>>>
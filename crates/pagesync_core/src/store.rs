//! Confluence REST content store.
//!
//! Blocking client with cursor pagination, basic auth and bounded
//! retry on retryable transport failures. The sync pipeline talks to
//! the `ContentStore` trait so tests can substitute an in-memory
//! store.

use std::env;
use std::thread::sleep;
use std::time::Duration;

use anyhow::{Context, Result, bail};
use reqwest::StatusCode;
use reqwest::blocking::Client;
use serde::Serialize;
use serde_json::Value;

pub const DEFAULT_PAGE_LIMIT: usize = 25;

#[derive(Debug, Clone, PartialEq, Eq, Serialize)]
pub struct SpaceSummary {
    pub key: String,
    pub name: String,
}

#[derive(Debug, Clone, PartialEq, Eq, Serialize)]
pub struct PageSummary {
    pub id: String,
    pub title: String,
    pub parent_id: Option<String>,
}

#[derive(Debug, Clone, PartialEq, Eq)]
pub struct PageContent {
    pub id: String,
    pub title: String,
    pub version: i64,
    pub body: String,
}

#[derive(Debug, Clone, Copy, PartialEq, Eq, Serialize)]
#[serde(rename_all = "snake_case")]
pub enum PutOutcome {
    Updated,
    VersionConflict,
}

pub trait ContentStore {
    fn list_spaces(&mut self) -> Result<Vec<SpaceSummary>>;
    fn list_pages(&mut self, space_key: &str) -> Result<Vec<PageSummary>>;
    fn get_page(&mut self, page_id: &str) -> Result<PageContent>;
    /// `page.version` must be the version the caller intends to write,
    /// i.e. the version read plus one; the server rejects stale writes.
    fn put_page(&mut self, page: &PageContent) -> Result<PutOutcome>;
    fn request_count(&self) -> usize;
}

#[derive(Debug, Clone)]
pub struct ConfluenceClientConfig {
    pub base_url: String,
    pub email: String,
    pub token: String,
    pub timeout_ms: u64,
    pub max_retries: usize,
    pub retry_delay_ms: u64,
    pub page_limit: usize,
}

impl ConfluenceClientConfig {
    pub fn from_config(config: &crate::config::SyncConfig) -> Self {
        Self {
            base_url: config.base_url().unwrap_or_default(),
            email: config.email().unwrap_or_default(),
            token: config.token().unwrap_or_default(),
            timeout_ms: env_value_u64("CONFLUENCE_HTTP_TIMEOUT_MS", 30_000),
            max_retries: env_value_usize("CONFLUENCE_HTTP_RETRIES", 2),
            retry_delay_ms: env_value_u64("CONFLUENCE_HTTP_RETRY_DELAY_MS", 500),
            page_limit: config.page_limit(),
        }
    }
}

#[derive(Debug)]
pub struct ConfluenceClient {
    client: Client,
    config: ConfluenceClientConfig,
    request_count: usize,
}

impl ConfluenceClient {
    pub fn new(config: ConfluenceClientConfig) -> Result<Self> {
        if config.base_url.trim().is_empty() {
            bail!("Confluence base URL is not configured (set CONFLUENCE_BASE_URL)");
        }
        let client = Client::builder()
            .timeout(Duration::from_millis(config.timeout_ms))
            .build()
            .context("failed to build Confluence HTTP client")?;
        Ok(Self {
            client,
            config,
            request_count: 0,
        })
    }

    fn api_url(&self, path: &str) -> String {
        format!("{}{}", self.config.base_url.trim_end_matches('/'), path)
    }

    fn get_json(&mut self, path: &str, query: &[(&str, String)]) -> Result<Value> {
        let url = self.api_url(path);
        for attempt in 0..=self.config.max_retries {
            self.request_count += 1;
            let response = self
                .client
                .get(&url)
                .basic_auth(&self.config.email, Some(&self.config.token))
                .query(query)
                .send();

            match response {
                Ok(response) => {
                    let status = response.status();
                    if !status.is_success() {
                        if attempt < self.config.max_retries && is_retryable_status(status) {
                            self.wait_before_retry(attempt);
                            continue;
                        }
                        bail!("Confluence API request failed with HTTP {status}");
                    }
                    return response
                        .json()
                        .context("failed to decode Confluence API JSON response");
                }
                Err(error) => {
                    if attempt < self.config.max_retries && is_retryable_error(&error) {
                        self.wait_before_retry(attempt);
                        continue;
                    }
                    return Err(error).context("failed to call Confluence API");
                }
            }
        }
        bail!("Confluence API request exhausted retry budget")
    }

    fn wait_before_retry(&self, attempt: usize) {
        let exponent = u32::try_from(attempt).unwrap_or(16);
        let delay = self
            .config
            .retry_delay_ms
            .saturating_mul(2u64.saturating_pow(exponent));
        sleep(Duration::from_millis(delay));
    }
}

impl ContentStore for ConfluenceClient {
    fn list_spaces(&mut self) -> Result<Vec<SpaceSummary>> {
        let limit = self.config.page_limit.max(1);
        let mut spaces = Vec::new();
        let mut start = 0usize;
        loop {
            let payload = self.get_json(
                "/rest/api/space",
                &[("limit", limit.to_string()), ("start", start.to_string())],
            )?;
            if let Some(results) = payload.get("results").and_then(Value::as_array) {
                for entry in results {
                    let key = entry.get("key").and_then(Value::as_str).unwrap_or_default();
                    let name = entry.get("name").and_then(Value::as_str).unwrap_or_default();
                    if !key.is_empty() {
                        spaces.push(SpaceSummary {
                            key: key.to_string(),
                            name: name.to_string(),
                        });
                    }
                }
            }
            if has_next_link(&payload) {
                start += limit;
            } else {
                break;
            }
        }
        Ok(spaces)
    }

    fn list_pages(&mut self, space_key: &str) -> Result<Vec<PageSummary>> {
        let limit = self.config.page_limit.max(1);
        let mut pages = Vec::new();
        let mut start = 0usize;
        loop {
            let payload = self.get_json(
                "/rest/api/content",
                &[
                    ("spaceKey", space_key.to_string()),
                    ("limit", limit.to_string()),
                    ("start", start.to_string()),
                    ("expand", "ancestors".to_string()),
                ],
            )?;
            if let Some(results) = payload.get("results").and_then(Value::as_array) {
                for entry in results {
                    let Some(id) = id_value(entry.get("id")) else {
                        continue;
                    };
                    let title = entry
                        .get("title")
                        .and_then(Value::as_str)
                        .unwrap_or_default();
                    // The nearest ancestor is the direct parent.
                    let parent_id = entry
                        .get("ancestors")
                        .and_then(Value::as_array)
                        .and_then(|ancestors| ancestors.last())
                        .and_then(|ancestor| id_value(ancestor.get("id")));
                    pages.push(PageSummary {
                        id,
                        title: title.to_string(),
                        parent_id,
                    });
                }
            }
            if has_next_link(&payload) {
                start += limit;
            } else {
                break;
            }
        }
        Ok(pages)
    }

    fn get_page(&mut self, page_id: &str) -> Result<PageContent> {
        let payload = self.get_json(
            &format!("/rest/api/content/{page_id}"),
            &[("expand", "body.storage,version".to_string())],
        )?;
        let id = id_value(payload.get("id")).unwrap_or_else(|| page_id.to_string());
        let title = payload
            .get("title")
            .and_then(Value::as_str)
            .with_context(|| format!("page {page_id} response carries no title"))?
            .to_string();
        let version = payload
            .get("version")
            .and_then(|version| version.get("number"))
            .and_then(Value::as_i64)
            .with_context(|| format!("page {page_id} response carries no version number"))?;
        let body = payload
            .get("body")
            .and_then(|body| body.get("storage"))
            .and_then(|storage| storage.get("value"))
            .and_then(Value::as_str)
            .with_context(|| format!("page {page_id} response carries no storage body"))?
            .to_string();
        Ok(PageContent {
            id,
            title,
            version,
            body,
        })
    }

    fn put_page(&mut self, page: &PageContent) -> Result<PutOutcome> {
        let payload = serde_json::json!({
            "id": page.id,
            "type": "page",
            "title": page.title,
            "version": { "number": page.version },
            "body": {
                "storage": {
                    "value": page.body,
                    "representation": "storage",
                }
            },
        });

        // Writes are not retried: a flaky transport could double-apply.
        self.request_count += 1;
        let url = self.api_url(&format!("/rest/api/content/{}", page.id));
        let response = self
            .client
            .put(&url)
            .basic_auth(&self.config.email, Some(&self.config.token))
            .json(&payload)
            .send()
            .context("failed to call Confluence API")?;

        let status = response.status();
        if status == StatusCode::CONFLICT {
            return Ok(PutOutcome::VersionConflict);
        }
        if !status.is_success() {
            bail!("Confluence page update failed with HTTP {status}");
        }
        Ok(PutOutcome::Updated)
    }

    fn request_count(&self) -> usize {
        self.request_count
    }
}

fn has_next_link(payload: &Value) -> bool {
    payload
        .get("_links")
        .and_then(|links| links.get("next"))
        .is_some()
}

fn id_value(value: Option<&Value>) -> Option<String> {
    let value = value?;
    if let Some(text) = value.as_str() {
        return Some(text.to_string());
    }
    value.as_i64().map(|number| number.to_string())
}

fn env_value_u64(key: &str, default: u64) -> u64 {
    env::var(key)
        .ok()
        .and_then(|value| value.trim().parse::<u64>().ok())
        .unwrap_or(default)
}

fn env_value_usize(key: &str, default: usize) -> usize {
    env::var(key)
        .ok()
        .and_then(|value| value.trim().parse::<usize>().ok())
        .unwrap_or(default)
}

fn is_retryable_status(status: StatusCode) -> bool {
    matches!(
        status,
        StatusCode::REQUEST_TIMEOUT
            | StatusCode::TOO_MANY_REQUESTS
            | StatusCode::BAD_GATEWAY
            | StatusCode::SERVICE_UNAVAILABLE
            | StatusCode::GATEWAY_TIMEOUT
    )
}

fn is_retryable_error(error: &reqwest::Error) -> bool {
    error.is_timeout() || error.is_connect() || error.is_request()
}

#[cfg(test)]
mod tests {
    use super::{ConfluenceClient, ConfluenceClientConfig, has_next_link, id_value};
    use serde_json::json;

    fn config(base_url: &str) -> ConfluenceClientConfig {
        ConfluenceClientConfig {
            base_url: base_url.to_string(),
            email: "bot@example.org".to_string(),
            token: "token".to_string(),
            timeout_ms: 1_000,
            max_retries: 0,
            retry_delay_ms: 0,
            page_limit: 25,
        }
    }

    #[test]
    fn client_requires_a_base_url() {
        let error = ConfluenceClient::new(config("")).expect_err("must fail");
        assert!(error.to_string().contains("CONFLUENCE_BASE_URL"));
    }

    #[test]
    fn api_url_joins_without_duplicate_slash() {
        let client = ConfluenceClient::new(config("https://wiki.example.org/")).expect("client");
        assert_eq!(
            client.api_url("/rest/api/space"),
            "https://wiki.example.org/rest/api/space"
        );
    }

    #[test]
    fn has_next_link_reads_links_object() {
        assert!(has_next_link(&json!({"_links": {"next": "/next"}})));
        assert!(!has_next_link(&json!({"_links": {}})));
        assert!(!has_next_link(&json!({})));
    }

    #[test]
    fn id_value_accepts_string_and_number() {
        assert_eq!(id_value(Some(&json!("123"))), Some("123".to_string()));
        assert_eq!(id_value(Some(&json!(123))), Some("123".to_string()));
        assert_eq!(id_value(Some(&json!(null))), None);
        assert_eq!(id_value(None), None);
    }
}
<<<
WORK INSTRUCTION
Note how many lines of the material contain the string "body". Then report that number by itself.

ANSWER SPACE
9